The Ministry of Health and Population has been preparing to start the second phase of immunisation from March 7. “We have sufficient doses for the second phase of immunisation,” Dr Bhim Sing Tinkari, director at the Management Division under the Department of Health Services, told the Post
Of the one million doses provided by India under grant assistance, around 400,000 doses have been administered so far. The remaining doses are set to expire on April 13.
Apart from this, the government has ordered two million doses of Covishield vaccine from the Serum Institute of India, which produces vaccines developed by the University of Oxford and pharmaceutical giant AstraZeneca. The first consignment of a million doses arrived in Kathmandu on Sunday and the remaining one million is to arrive within a week.
Unlike other regular vaccines, which can be used within 18 months of production, coronavirus vaccines have to be used within six months. But officials say that in reality, they just have four to five months administer the vaccine once it lands in Kathmandu.
Tinkari said that the health Ministry currently does not have any plans to procure additional doses unless the available doses are used.
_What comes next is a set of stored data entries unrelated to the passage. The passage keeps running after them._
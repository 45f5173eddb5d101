use anyhow::{Context, Result};
use clap::{ArgAction, Parser, Subcommand};
use dialoguer::{Input, Password, Select};
use reqwest::Url;
use std::path::PathBuf;

use crate::models::{ApplicationStatus, LoginRequest, Role};

/// Job board client
#[derive(Parser, Debug)]
#[command(author, version, about, long_about = None)]
pub struct CliArgs {
    /// Job board API base URL
    #[arg(
        short = 'u',
        long,
        env = "JOBBOARD_API_URL",
        default_value = "http://localhost:8000/api/v1"
    )]
    pub api_url: String,

    /// Path to the local storage database
    #[arg(short = 'd', long, env = "JOBBOARD_DB_FILE")]
    pub db_file: Option<String>,

    /// Log level (trace, debug, info, warn, error)
    #[arg(long, env = "LOG_LEVEL", default_value = "warn")]
    pub log_level: String,

    /// Log format (text, json)
    #[arg(long, env = "LOG_FORMAT", default_value = "text")]
    pub log_format: String,

    /// HTTP request timeout in seconds
    #[arg(long, env = "HTTP_REQUEST_TIMEOUT", default_value = "30")]
    pub http_timeout: u64,

    /// HTTP connect timeout in seconds
    #[arg(long, env = "HTTP_CONNECT_TIMEOUT", default_value = "10")]
    pub connect_timeout: u64,

    /// Timeout for the fresh token fetch in seconds
    #[arg(long, env = "TOKEN_FETCH_TIMEOUT", default_value = "10")]
    pub token_timeout: u64,

    /// Fetch a fresh token before every authenticated call
    #[arg(long, env = "FORCE_TOKEN_REFRESH", default_value_t = true, action = ArgAction::Set)]
    pub force_refresh: bool,

    /// Fall back to a manual_<id>_<millis> placeholder when no token is stored
    #[arg(long, env = "SYNTHESIZE_FALLBACK_TOKEN", default_value_t = true, action = ArgAction::Set)]
    pub synthesize_token: bool,

    #[command(subcommand)]
    pub command: Command,
}

#[derive(Subcommand, Debug, Clone, PartialEq)]
pub enum Command {
    /// Log in and store the session (prompts for missing fields)
    Login {
        #[arg(short, long)]
        email: Option<String>,
        #[arg(short, long)]
        role: Option<Role>,
        #[arg(long, env = "JOBBOARD_PASSWORD", hide_env_values = true)]
        password: Option<String>,
    },
    /// Log out and clear the stored session
    Logout,
    /// Show the logged-in user
    Whoami,
    /// Show which credential the next request would carry
    Token {
        /// Fetch a fresh token from the server first
        #[arg(long)]
        refresh: bool,
        /// Store the resolved token for later requests
        #[arg(long)]
        persist: bool,
    },
    /// Search jobs
    Jobs {
        #[arg(short, long, default_value = "")]
        keyword: String,
    },
    /// Show one job
    Job { id: String },
    /// List the recruiter's own jobs
    AdminJobs,
    /// Post a job from a JSON file
    PostJob {
        #[arg(long)]
        file: PathBuf,
    },
    /// List the recruiter's companies
    Companies,
    /// Show one company
    Company { id: String },
    /// Register a company
    RegisterCompany { name: String },
    /// Update a company from a JSON file
    UpdateCompany {
        id: String,
        #[arg(long)]
        file: PathBuf,
    },
    /// Apply for a job
    Apply { job_id: String },
    /// List jobs the user applied for
    Applied,
    /// List applicants of a job
    Applicants { job_id: String },
    /// Accept or reject an application
    SetStatus {
        application_id: String,
        status: ApplicationStatus,
    },
    /// Update the user profile from a JSON file
    UpdateProfile {
        #[arg(long)]
        file: PathBuf,
    },
}

#[derive(Clone, Debug)]
pub struct Config {
    // API
    pub api_base_url: Url,

    // Storage
    pub db_file: PathBuf,

    // Logging
    pub log_level: String,
    pub log_format: LogFormat,

    // HTTP client
    pub http_request_timeout: u64,
    pub http_connect_timeout: u64,
    pub token_fetch_timeout: u64,

    // Credential policy
    pub force_refresh: bool,
    pub synthesize_fallback_token: bool,
}

#[derive(Clone, Debug, PartialEq)]
pub enum LogFormat {
    Text,
    Json,
}

impl Config {
    /// Build configuration from parsed arguments (CLI > ENV > defaults)
    pub fn from_args(args: &CliArgs) -> Result<Self> {
        let api_base_url = Url::parse(&args.api_url)
            .with_context(|| format!("JOBBOARD_API_URL is not a valid URL: {}", args.api_url))?;

        let db_file = match args.db_file.as_deref() {
            Some(path) => expand_tilde(path),
            None => default_db_path()
                .context("Could not determine a data directory; set JOBBOARD_DB_FILE")?,
        };

        Ok(Config {
            api_base_url,
            db_file,
            log_level: args.log_level.clone(),
            log_format: parse_log_format(&args.log_format),
            http_request_timeout: args.http_timeout,
            http_connect_timeout: args.connect_timeout,
            token_fetch_timeout: args.token_timeout,
            force_refresh: args.force_refresh,
            synthesize_fallback_token: args.synthesize_token,
        })
    }

    /// Validate configuration
    pub fn validate(&self) -> Result<()> {
        match self.api_base_url.scheme() {
            "http" | "https" => {}
            other => anyhow::bail!("JOBBOARD_API_URL must use http or https, got: {}", other),
        }

        if self.http_request_timeout == 0 {
            anyhow::bail!("HTTP_REQUEST_TIMEOUT must be greater than zero");
        }
        if self.http_connect_timeout == 0 {
            anyhow::bail!("HTTP_CONNECT_TIMEOUT must be greater than zero");
        }
        if self.token_fetch_timeout == 0 {
            anyhow::bail!("TOKEN_FETCH_TIMEOUT must be greater than zero");
        }

        Ok(())
    }
}

/// Expand tilde (~) in file paths to user's home directory
fn expand_tilde(path: &str) -> PathBuf {
    if let Some(rest) = path.strip_prefix("~/") {
        if let Some(home) = dirs::home_dir() {
            return home.join(rest);
        }
    }
    PathBuf::from(path)
}

/// `<data dir>/jobboard-client/storage.sqlite3`
fn default_db_path() -> Option<PathBuf> {
    dirs::data_dir().map(|dir| dir.join("jobboard-client").join("storage.sqlite3"))
}

fn parse_log_format(s: &str) -> LogFormat {
    match s.to_lowercase().as_str() {
        "json" => LogFormat::Json,
        _ => LogFormat::Text,
    }
}

// === Interactive Login ===

/// Fill in whatever login fields were not given on the command line
pub fn complete_login_interactively(
    email: Option<String>,
    password: Option<String>,
    role: Option<Role>,
) -> Result<LoginRequest> {
    let email = match email {
        Some(email) => email,
        None => Input::<String>::new()
            .with_prompt("Email")
            .interact_text()
            .context("Failed to read email")?,
    };

    let password = match password {
        Some(password) => password,
        None => Password::new()
            .with_prompt("Password")
            .interact()
            .context("Failed to read password")?,
    };

    let role = match role {
        Some(role) => role,
        None => {
            let idx = Select::new()
                .with_prompt("Select your role")
                .items(&Role::ALL.map(|r| r.as_str()))
                .default(0)
                .interact()
                .context("Failed to read role selection")?;
            Role::ALL[idx]
        }
    };

    if email.is_empty() || password.is_empty() {
        anyhow::bail!("Email and password are required");
    }

    Ok(LoginRequest {
        email,
        password,
        role,
    })
}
He said that the government is likely to request the World Health Organization’s COVAX programme to provide vaccines to Nepal only when it needs it.
“We are thinking of requesting the World Health Organization to supply COVAX jabs only when we need them.” Authorities are expecting the World Health Organization’s COVAX facility to provide 2.25 million doses of Covishield to Nepal in the first phase.
With proper plans needed to make use of all the doses available, experts say the officials must take decisions carefully. “What is more worrying is that the expiry date of the remaining doses of the vaccine is nearing, and we are faced with the possibility of a second wave of infection,” Dr GD Thakur, former director at the Epidemiology and Disease Control Division, told the Post.
“We should not forget that after a consistent decline in new cases in India, numbers have picked up in at least four states of India again due to new variants of the virus.”
According to Times of India, the number of coronavirus cases in India is surging, particularly in Punjab, Maharashtra, Kerala and in Madhya Pradesh.
The rise in the number of cases was reported amidst the discovery of several new variants of Covid-19, which is said to be more transmissible than the prevailing variants.
The government had started the first phase of immunisation using one million doses of vaccine provided by India under grant assistance. In the first round 430,000 front line workers, including health workers, supporting staff, ambulance drivers, female community health volunteers, security personnel deployed for managing the bodies of Covid-19 victims, people residing in old age homes and prisoners, were in the priority list.
In a scramble to utilise the precious grant, the ministry then decided to inoculate journalists in Kathmandu Valley and those working in diplomatic missions. The number of those immunised under the new arrangement stood at some 20,000. Employees of financial institutions, staff at local governments and their elected representatives were chosen to be immunised later. Their numbers were estimated to be at 300,000.
Tinkari concedes that using the available doses of vaccine has become a challenge due to the slow pace of immunisation.
“We will use the remaining doses provided by India under grant assistance first and then only open the new batch of vaccines we purchased,” he added.
Experts are also saying that the government needs to step up the whole process to include as many people as possible. “We should use all our strength to speed up the immunisation process,” Dr Janak Koirala, an infectious disease expert, told the Post. “We should not forget that we have to immunise a large number of people and the risk of a new wave of infection is not over.”
Doctors, however, cautioned that vaccine doses should not be wasted in the name of speeding up the immunisation drive. They said that even if the wastage was minimal in the first phase of drive, it will increase when the programme is extended to the community level.
“Health workers should be asked to try their best to not discard the vaccine, and immunise vulnerable people if some doses are left after opening a vial,” Tinkari, director at the management Division, added.
Doctors say, once a vial is opened, it can’t be administered after six hours. Each vial consists of 10 doses, and health workers have to open the vial when eight or nine people come seeking immunisation.
Generally around 10 percent of doses go waste in mass immunization campaigns. “But we had less than five percent wastage in the first phase,” an official at the department, told the Post.